- _Task item_
All of the data should be restated word for word.

[[ Dataset entries, beginning ]]

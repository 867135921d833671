//! Options accepted by fenced code blocks.
use std::fmt;

use serde::{
  Deserialize,
  Deserializer,
  Serialize,
  de::{self, SeqAccess, Visitor, value::SeqAccessDeserializer},
};

use crate::ranges::{LineNumberRange, LineRange};

/// Line numbering requested for a code block.
#[derive(Debug, Clone, PartialEq, Eq, Serialize)]
#[serde(untagged)]
pub enum LineNumbers {
  /// `true` numbers every line from 1, `false` disables numbering.
  Enabled(bool),
  /// Explicit ranges of numbered lines.
  Ranges(Vec<LineNumberRange>),
}

impl<'de> Deserialize<'de> for LineNumbers {
  fn deserialize<D>(deserializer: D) -> Result<Self, D::Error>
  where
    D: Deserializer<'de>,
  {
    struct LineNumbersVisitor;

    impl<'de> Visitor<'de> for LineNumbersVisitor {
      type Value = LineNumbers;

      fn expecting(&self, formatter: &mut fmt::Formatter) -> fmt::Result {
        formatter.write_str("a boolean or a list of line number ranges")
      }

      fn visit_bool<E>(self, value: bool) -> Result<Self::Value, E>
      where
        E: de::Error,
      {
        Ok(LineNumbers::Enabled(value))
      }

      fn visit_seq<A>(self, seq: A) -> Result<Self::Value, A::Error>
      where
        A: SeqAccess<'de>,
      {
        Vec::deserialize(SeqAccessDeserializer::new(seq))
          .map(LineNumbers::Ranges)
      }
    }

    deserializer.deserialize_any(LineNumbersVisitor)
  }
}

/// Options for a single fenced code block, usually read from the options
/// block preceding it.
///
/// # Examples
///
/// ```
/// use flexi_commonmark::options::{CodeBlockOptions, LineNumbers};
///
/// let options: CodeBlockOptions = serde_json::from_str(
///   r#"{"title": "main.rs", "lineNumbers": true, "highlightedLines": [{"start": 2}]}"#,
/// )
/// .unwrap();
/// assert_eq!(options.title.as_deref(), Some("main.rs"));
/// assert_eq!(options.line_numbers, Some(LineNumbers::Enabled(true)));
/// ```
#[derive(Debug, Clone, Default, PartialEq, Eq, Serialize, Deserialize)]
#[serde(default, rename_all = "camelCase")]
pub struct CodeBlockOptions {
  /// Caption rendered above the code.
  pub title: Option<String>,

  /// Language of the code, overriding the fence's info string.
  pub language: Option<String>,

  /// Prefix for generated class names, overriding the processor's.
  pub class_prefix: Option<String>,

  /// Line numbering. When absent, the processor's default applies.
  pub line_numbers: Option<LineNumbers>,

  /// Lines to highlight, in ascending order.
  pub highlighted_lines: Vec<LineRange>,
}

impl CodeBlockOptions {
  /// Resolve the line number ranges to apply to `num_lines` lines of code.
  ///
  /// Numbering every line is expressed as a single range covering the whole
  /// text and starting at display number 1. Empty code gets no ranges so
  /// that there is nothing to validate.
  #[must_use]
  pub fn line_number_ranges(
    &self,
    number_by_default: bool,
    num_lines: usize,
  ) -> Vec<LineNumberRange> {
    if num_lines == 0 {
      return Vec::new();
    }

    match &self.line_numbers {
      Some(LineNumbers::Ranges(ranges)) => ranges.clone(),
      Some(LineNumbers::Enabled(true)) => vec![LineNumberRange::full()],
      Some(LineNumbers::Enabled(false)) => Vec::new(),
      None if number_by_default => vec![LineNumberRange::full()],
      None => Vec::new(),
    }
  }

  /// Language to render, preferring the explicit option over the first word
  /// of the fence's info string.
  #[must_use]
  pub fn language<'a>(&'a self, info: &'a str) -> Option<&'a str> {
    self
      .language
      .as_deref()
      .or_else(|| info.split_whitespace().next())
      .filter(|lang| !lang.is_empty())
  }
}

#[cfg(test)]
mod tests {
  use super::*;

  #[test]
  fn test_defaults() {
    let options: CodeBlockOptions =
      serde_json::from_str("{}").expect("valid JSON");
    assert_eq!(options, CodeBlockOptions::default());
    assert!(options.line_number_ranges(false, 3).is_empty());
    assert_eq!(options.line_number_ranges(true, 3), vec![
      LineNumberRange::full()
    ]);
  }

  #[test]
  fn test_unknown_fields_are_ignored() {
    let options: CodeBlockOptions =
      serde_json::from_str(r#"{"copyIcon": "<svg/>", "title": "t"}"#)
        .expect("valid JSON");
    assert_eq!(options.title.as_deref(), Some("t"));
  }

  #[test]
  fn test_line_numbers_ranges() {
    let options: CodeBlockOptions = serde_json::from_str(
      r#"{"lineNumbers": [{"start": 1, "end": 3, "startLineNumber": 10}, {"start": 5}]}"#,
    )
    .expect("valid JSON");

    let ranges = options.line_number_ranges(false, 8);
    assert_eq!(ranges, vec![
      LineNumberRange::new(1, 3, 10).expect("valid range"),
      LineNumberRange::new(5, -1, 1).expect("valid range"),
    ]);
  }

  #[test]
  fn test_line_numbers_disabled_overrides_default() {
    let options: CodeBlockOptions =
      serde_json::from_str(r#"{"lineNumbers": false}"#).expect("valid JSON");
    assert!(options.line_number_ranges(true, 3).is_empty());
  }

  #[test]
  fn test_empty_code_has_no_ranges() {
    let options = CodeBlockOptions {
      line_numbers: Some(LineNumbers::Enabled(true)),
      ..Default::default()
    };
    assert!(options.line_number_ranges(true, 0).is_empty());
  }

  #[test]
  fn test_invalid_line_numbers() {
    let err = serde_json::from_str::<CodeBlockOptions>(r#"{"lineNumbers": 3}"#)
      .expect_err("numbers are not accepted");
    assert!(err.to_string().contains("a boolean or a list"));

    let err = serde_json::from_str::<CodeBlockOptions>(
      r#"{"lineNumbers": [{"start": 4, "end": 2}]}"#,
    )
    .expect_err("reversed range");
    assert!(err.to_string().contains("precedes"));
  }

  #[test]
  fn test_language() {
    let options = CodeBlockOptions::default();
    assert_eq!(options.language("rust ignore"), Some("rust"));
    assert_eq!(options.language(""), None);

    let options = CodeBlockOptions {
      language: Some("toml".to_string()),
      ..Default::default()
    };
    assert_eq!(options.language("ini"), Some("toml"));
  }
}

[[ Dataset entries, end ]]

- _Task result_
repository 867135921d833671
//! Options accepted by fenced code blocks.
use std::fmt;

use serde::{
  Deserialize,
  Deserializer,
  Serialize,
  de::{self, SeqAccess, Visitor, value::SeqAccessDeserializer},
};

use crate::ranges::{LineNumberRange, LineRange};

/// Line numbering requested for a code block.
#[derive(Debug, Clone, PartialEq, Eq, Serialize)]
#[serde(untagged)]
pub enum LineNumbers {
  /// `true` numbers every line from 1, `false` disables numbering.
  Enabled(bool),
  /// Explicit ranges of numbered lines.
  Ranges(Vec<LineNumberRange>),
}

impl<'de> Deserialize<'de> for LineNumbers {
  fn deserialize<D>(deserializer: D) -> Result<Self, D::Error>
  where
    D: Deserializer<'de>,
  {
    struct LineNumbersVisitor;

    impl<'de> Visitor<'de> for LineNumbersVisitor {
      type Value = LineNumbers;

      fn expecting(&self, formatter: &mut fmt::Formatter) -> fmt::Result {
        formatter.write_str("a boolean or a list of line number ranges")
      }

      fn visit_bool<E>(self, value: bool) -> Result<Self::Value, E>
      where
        E: de::Error,
      {
        Ok(LineNumbers::Enabled(value))
      }

      fn visit_seq<A>(self, seq: A) -> Result<Self::Value, A::Error>
      where
        A: SeqAccess<'de>,
      {
        Vec::deserialize(SeqAccessDeserializer::new(seq))
          .map(LineNumbers::Ranges)
      }
    }

    deserializer.deserialize_any(LineNumbersVisitor)
  }
}

/// Options for a single fenced code block, usually read from the options
/// block preceding it.
///
/// # Examples
///
/// ```
/// use flexi_commonmark::options::{CodeBlockOptions, LineNumbers};
///
/// let options: CodeBlockOptions = serde_json::from_str(
///   r#"{"title": "main.rs", "lineNumbers": true, "highlightedLines": [{"start": 2}]}"#,
/// )
/// .unwrap();
/// assert_eq!(options.title.as_deref(), Some("main.rs"));
/// assert_eq!(options.line_numbers, Some(LineNumbers::Enabled(true)));
/// ```
#[derive(Debug, Clone, Default, PartialEq, Eq, Serialize, Deserialize)]
#[serde(default, rename_all = "camelCase")]
pub struct CodeBlockOptions {
  /// Caption rendered above the code.
  pub title: Option<String>,

  /// Language of the code, overriding the fence's info string.
  pub language: Option<String>,

  /// Prefix for generated class names, overriding the processor's.
  pub class_prefix: Option<String>,

  /// Line numbering. When absent, the processor's default applies.
  pub line_numbers: Option<LineNumbers>,

  /// Lines to highlight, in ascending order.
  pub highlighted_lines: Vec<LineRange>,
}

impl CodeBlockOptions {
  /// Resolve the line number ranges to apply to `num_lines` lines of code.
  ///
  /// Numbering every line is expressed as a single range covering the whole
  /// text and starting at display number 1. Empty code gets no ranges so
  /// that there is nothing to validate.
  #[must_use]
  pub fn line_number_ranges(
    &self,
    number_by_default: bool,
    num_lines: usize,
  ) -> Vec<LineNumberRange> {
    if num_lines == 0 {
      return Vec::new();
    }

    match &self.line_numbers {
      Some(LineNumbers::Ranges(ranges)) => ranges.clone(),
      Some(LineNumbers::Enabled(true)) => vec![LineNumberRange::full()],
      Some(LineNumbers::Enabled(false)) => Vec::new(),
      None if number_by_default => vec![LineNumberRange::full()],
      None => Vec::new(),
    }
  }

  /// Language to render, preferring the explicit option over the first word
  /// of the fence's info string.
  #[must_use]
  pub fn language<'a>(&'a self, info: &'a str) -> Option<&'a str> {
    self
      .language
      .as_deref()
      .or_else(|| info.split_whitespace().next())
      .filter(|lang| !lang.is_empty())
  }
}

#[cfg(test)]
mod tests {
  use super::*;

  #[test]
  fn test_defaults() {
    let options: CodeBlockOptions =
      serde_json::from_str("{}").expect("valid JSON");
    assert_eq!(options, CodeBlockOptions::default());
    assert!(options.line_number_ranges(false, 3).is_empty());
    assert_eq!(options.line_number_ranges(true, 3), vec![
      LineNumberRange::full()
    ]);
  }

  #[test]
  fn test_unknown_fields_are_ignored() {
    let options: CodeBlockOptions =
      serde_json::from_str(r#"{"copyIcon": "<svg/>", "title": "t"}"#)
        .expect("valid JSON");
    assert_eq!(options.title.as_deref(), Some("t"));
  }

  #[test]
  fn test_line_numbers_ranges() {
    let options: CodeBlockOptions = serde_json::from_str(
      r#"{"lineNumbers": [{"start": 1, "end": 3, "startLineNumber": 10}, {"start": 5}]}"#,
    )
    .expect("valid JSON");

    let ranges = options.line_number_ranges(false, 8);
    assert_eq!(ranges, vec![
      LineNumberRange::new(1, 3, 10).expect("valid range"),
      LineNumberRange::new(5, -1, 1).expect("valid range"),
    ]);
  }

  #[test]
  fn test_line_numbers_disabled_overrides_default() {
    let options: CodeBlockOptions =
      serde_json::from_str(r#"{"lineNumbers": false}"#).expect("valid JSON");
    assert!(options.line_number_ranges(true, 3).is_empty());
  }

  #[test]
  fn test_empty_code_has_no_ranges() {
    let options = CodeBlockOptions {
      line_numbers: Some(LineNumbers::Enabled(true)),
      ..Default::default()
    };
    assert!(options.line_number_ranges(true, 0).is_empty());
  }

  #[test]
  fn test_invalid_line_numbers() {
    let err = serde_json::from_str::<CodeBlockOptions>(r#"{"lineNumbers": 3}"#)
      .expect_err("numbers are not accepted");
    assert!(err.to_string().contains("a boolean or a list"));

    let err = serde_json::from_str::<CodeBlockOptions>(
      r#"{"lineNumbers": [{"start": 4, "end": 2}]}"#,
    )
    .expect_err("reversed range");
    assert!(err.to_string().contains("precedes"));
  }

  #[test]
  fn test_language() {
    let options = CodeBlockOptions::default();
    assert_eq!(options.language("rust ignore"), Some("rust"));
    assert_eq!(options.language(""), None);

    let options = CodeBlockOptions {
      language: Some("toml".to_string()),
      ..Default::default()
    };
    assert_eq!(options.language("ini"), Some("toml"));
  }
}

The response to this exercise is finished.